The MOF almost completely restricted the dye molecule's movement, helping keep any excited electrons in an entangled state. The scientists then excited the electrons in the chromophore via singlet fission by exposing them to microwave pulses. Tiny holes in the crystalline structure, known as nanopores, enabled the electrons to rotate at a tiny and specific angle, the study's lead author Nobuhiro Yanai, an associate professor of chemistry at Kyushu University, said in a statement

This slight rotation enabled excited electrons to transition from two pairs of electrons in excited "triplet states" — in which electrons from different molecular orbits have parallel spins — into one set of four electrons in the less stable "quintet state," in which the electron spins are antiparallel — meaning they are parallel but are moving in opposite directions. In this quintet state, the laws of quantum mechanics dominate.

Following this process, the researchers observed quantum coherence in these four electrons in a quintet state for over 100 nanoseconds at room temperature (one nanosecond is a billionth of a second).

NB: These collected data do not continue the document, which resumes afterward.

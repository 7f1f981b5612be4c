use std::{
    fs,
    io::{ErrorKind, Write},
    path::{Path, PathBuf},
};

use tempfile::NamedTempFile;
use tracing::debug;

use super::{CacheError, ResultCache};
use crate::domain::CacheKey;

const BACKEND: &str = "file";

/// One file per key under a cache directory.
///
/// Blobs are staged in a sibling temp file and renamed into place, so readers
/// in this or any other process never observe a partially written blob.
#[derive(Debug, Clone)]
pub struct FileCache {
    directory: PathBuf,
}

impl FileCache {
    pub fn new(directory: PathBuf) -> Result<Self, CacheError> {
        fs::create_dir_all(&directory).map_err(|err| {
            CacheError::unavailable(
                BACKEND,
                format!("failed to create {}: {err}", directory.display()),
            )
        })?;
        Ok(Self { directory })
    }

    pub fn directory(&self) -> &Path {
        &self.directory
    }

    fn blob_path(&self, key: &CacheKey) -> PathBuf {
        self.directory.join(format!("{key}.bin"))
    }
}

impl ResultCache for FileCache {
    fn has(&self, key: &CacheKey) -> Result<bool, CacheError> {
        match fs::metadata(self.blob_path(key)) {
            Ok(meta) => Ok(meta.is_file()),
            Err(err) if err.kind() == ErrorKind::NotFound => Ok(false),
            Err(err) => Err(CacheError::unavailable(BACKEND, err.to_string())),
        }
    }

    fn get(&self, key: &CacheKey) -> Result<Vec<u8>, CacheError> {
        match fs::read(self.blob_path(key)) {
            Ok(blob) => Ok(blob),
            Err(err) if err.kind() == ErrorKind::NotFound => Err(CacheError::NotFound(*key)),
            Err(err) => Err(CacheError::unavailable(BACKEND, err.to_string())),
        }
    }

    fn set(&self, key: &CacheKey, blob: &[u8]) -> Result<(), CacheError> {
        let path = self.blob_path(key);
        let mut staged = NamedTempFile::new_in(&self.directory)
            .map_err(|err| CacheError::unavailable(BACKEND, err.to_string()))?;
        staged
            .write_all(blob)
            .and_then(|()| staged.flush())
            .map_err(|err| CacheError::unavailable(BACKEND, err.to_string()))?;
        staged
            .persist(&path)
            .map_err(|err| CacheError::unavailable(BACKEND, err.error.to_string()))?;

        debug!(
            target = "infra::cache::file",
            op = "file_cache::set",
            cache_path = %path.display(),
            blob_bytes = blob.len(),
            "Stored rendered diagram"
        );
        Ok(())
    }
}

Pursuing room-temperature quantum computers

It's the first room-temperature quantum coherence of entangled quintet-state electrons, said study co-author Yasuhiro Kobori, a professor of chemistry at Kobe University, in the statement. 

In follow-up work, the team hopes to create more stable qubits by adding other "guest" molecules that further restrict the electron motion, or by playing around with the underlying structure of the MOF, Yanai said in the statement.

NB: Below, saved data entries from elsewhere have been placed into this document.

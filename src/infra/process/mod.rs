//! Blocking subprocess execution for the rendering toolchain.
//!
//! Every tool is started from an explicit argument vector; nothing is routed
//! through a shell, so paths and option values reach the child verbatim.

mod mmdc;
mod toolchain;

use std::{
    ffi::OsStr,
    io::{self, Read},
    process::{Child, Command, ExitStatus, Stdio},
    thread::{self, JoinHandle},
    time::{Duration, Instant},
};

use thiserror::Error;
use tracing::warn;

pub use mmdc::{Invocation, MermaidCli};
pub use toolchain::Toolchain;

const POLL_INTERVAL: Duration = Duration::from_millis(20);

#[derive(Debug, Error)]
pub enum ProcessError {
    #[error("failed to start `{program}`: {source}")]
    Spawn { program: String, source: io::Error },
    #[error("`{program}` exited unsuccessfully (exit {exit_code:?}): {stderr}")]
    Exit {
        program: String,
        exit_code: Option<i32>,
        stderr: String,
    },
    #[error("`{program}` did not finish within {timeout:?}")]
    Timeout { program: String, timeout: Duration },
    #[error("failed while waiting for `{program}`: {source}")]
    Wait { program: String, source: io::Error },
}

/// Captured result of a finished tool.
#[derive(Debug)]
pub struct ToolOutput {
    pub status: ExitStatus,
    pub stdout: Vec<u8>,
    pub stderr: Vec<u8>,
    pub elapsed: Duration,
}

impl ToolOutput {
    pub fn stderr_lossy(&self) -> String {
        String::from_utf8_lossy(&self.stderr).into_owned()
    }

    pub fn stdout_lossy(&self) -> String {
        String::from_utf8_lossy(&self.stdout).into_owned()
    }

    /// Turn a non-zero exit into [`ProcessError::Exit`].
    pub fn into_success(self, program: &str) -> Result<Self, ProcessError> {
        if self.status.success() {
            Ok(self)
        } else {
            Err(ProcessError::Exit {
                program: program.to_string(),
                exit_code: self.status.code(),
                stderr: self.stderr_lossy(),
            })
        }
    }
}

/// Program name used in logs and errors.
pub fn program_name(command: &Command) -> String {
    command.get_program().to_string_lossy().into_owned()
}

/// Human readable rendition of the argument vector, for logging only.
pub fn describe(command: &Command) -> String {
    let mut rendered = program_name(command);
    for arg in command.get_args() {
        rendered.push(' ');
        rendered.push_str(&quote_for_log(arg));
    }
    rendered
}

fn quote_for_log(arg: &OsStr) -> String {
    let text = arg.to_string_lossy();
    if !text.is_empty()
        && text
            .chars()
            .all(|c| c.is_ascii_alphanumeric() || "-_./=:,@".contains(c))
    {
        text.into_owned()
    } else {
        format!("{text:?}")
    }
}

/// Run `command` to completion, blocking the caller.
///
/// Stdin is closed; stdout and stderr are captured. With a timeout the child
/// is killed and reaped once the deadline passes. A non-zero exit is not an
/// error here; see [`ToolOutput::into_success`].
pub fn run(command: &mut Command, timeout: Option<Duration>) -> Result<ToolOutput, ProcessError> {
    let program = program_name(command);
    let started_at = Instant::now();

    let child = command
        .stdin(Stdio::null())
        .stdout(Stdio::piped())
        .stderr(Stdio::piped())
        .spawn()
        .map_err(|source| ProcessError::Spawn {
            program: program.clone(),
            source,
        })?;

    match timeout {
        None => {
            let output = child
                .wait_with_output()
                .map_err(|source| ProcessError::Wait {
                    program: program.clone(),
                    source,
                })?;
            Ok(ToolOutput {
                status: output.status,
                stdout: output.stdout,
                stderr: output.stderr,
                elapsed: started_at.elapsed(),
            })
        }
        Some(limit) => wait_with_deadline(child, &program, started_at, limit),
    }
}

fn wait_with_deadline(
    mut child: Child,
    program: &str,
    started_at: Instant,
    limit: Duration,
) -> Result<ToolOutput, ProcessError> {
    // Drain both pipes while polling so a chatty child never blocks on a full pipe.
    let stdout = child.stdout.take().map(drain);
    let stderr = child.stderr.take().map(drain);

    let status = loop {
        match child.try_wait() {
            Ok(Some(status)) => break status,
            Ok(None) => {}
            Err(source) => {
                terminate(&mut child, program);
                return Err(ProcessError::Wait {
                    program: program.to_string(),
                    source,
                });
            }
        }

        let elapsed = started_at.elapsed();
        if elapsed >= limit {
            terminate(&mut child, program);
            // Grandchildren may still hold the pipes open; let the readers finish detached.
            drop((stdout, stderr));
            return Err(ProcessError::Timeout {
                program: program.to_string(),
                timeout: limit,
            });
        }
        thread::sleep(POLL_INTERVAL.min(limit - elapsed));
    };

    Ok(ToolOutput {
        status,
        stdout: collect(stdout),
        stderr: collect(stderr),
        elapsed: started_at.elapsed(),
    })
}

fn drain<R: Read + Send + 'static>(mut pipe: R) -> JoinHandle<Vec<u8>> {
    thread::spawn(move || {
        let mut buffer = Vec::new();
        if let Err(err) = pipe.read_to_end(&mut buffer) {
            warn!(
                target = "infra::process",
                op = "process::drain",
                error = %err,
                "Failed to read child output"
            );
        }
        buffer
    })
}

fn collect(handle: Option<JoinHandle<Vec<u8>>>) -> Vec<u8> {
    handle
        .and_then(|handle| handle.join().ok())
        .unwrap_or_default()
}

fn terminate(child: &mut Child, program: &str) {
    if let Err(err) = child.kill() {
        warn!(
            target = "infra::process",
            op = "process::terminate",
            program,
            error = %err,
            "Failed to kill child process"
        );
    }
    if let Err(err) = child.wait() {
        warn!(
            target = "infra::process",
            op = "process::terminate",
            program,
            error = %err,
            "Failed to reap child process"
        );
    }
}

While the new research is unlikely to lead to room-temperature quantum computing in the foreseeable future, the breakthrough adds to the body of work that's gone into building qubits that can achieve quantum coherence at room temperature. Indeed, producing stable qubits at room temperature has been a hope for a long time, Vlatko Vedral, a professor of quantum information science at the University of Oxford, told Live Science.  

Such room-temperature computing would avoid the need for error correction, he said. This is because to work at room temperature, the qubits would by design need to withstand the disruptive forces that render them unstable and prone to decoherence.

"In this paper, long spin coherence times are indeed reported which is a significant advancement," he said. "However, I am not sure how easy it is to scale this up, and — in particular — how easy it is to control the interactions between qubits. It seems to me this will be the bottleneck since isolated qubits with long coherence times are not of much use for quantum computation."  In other words, to make a powerful computer, you need many qubits to perform calculations. 

Despite casting doubt on the utility of this specific discovery, Vedral hailed it as "an important milestone," adding this body of research is more promising in the long run than developing ways to perform quantum error correction.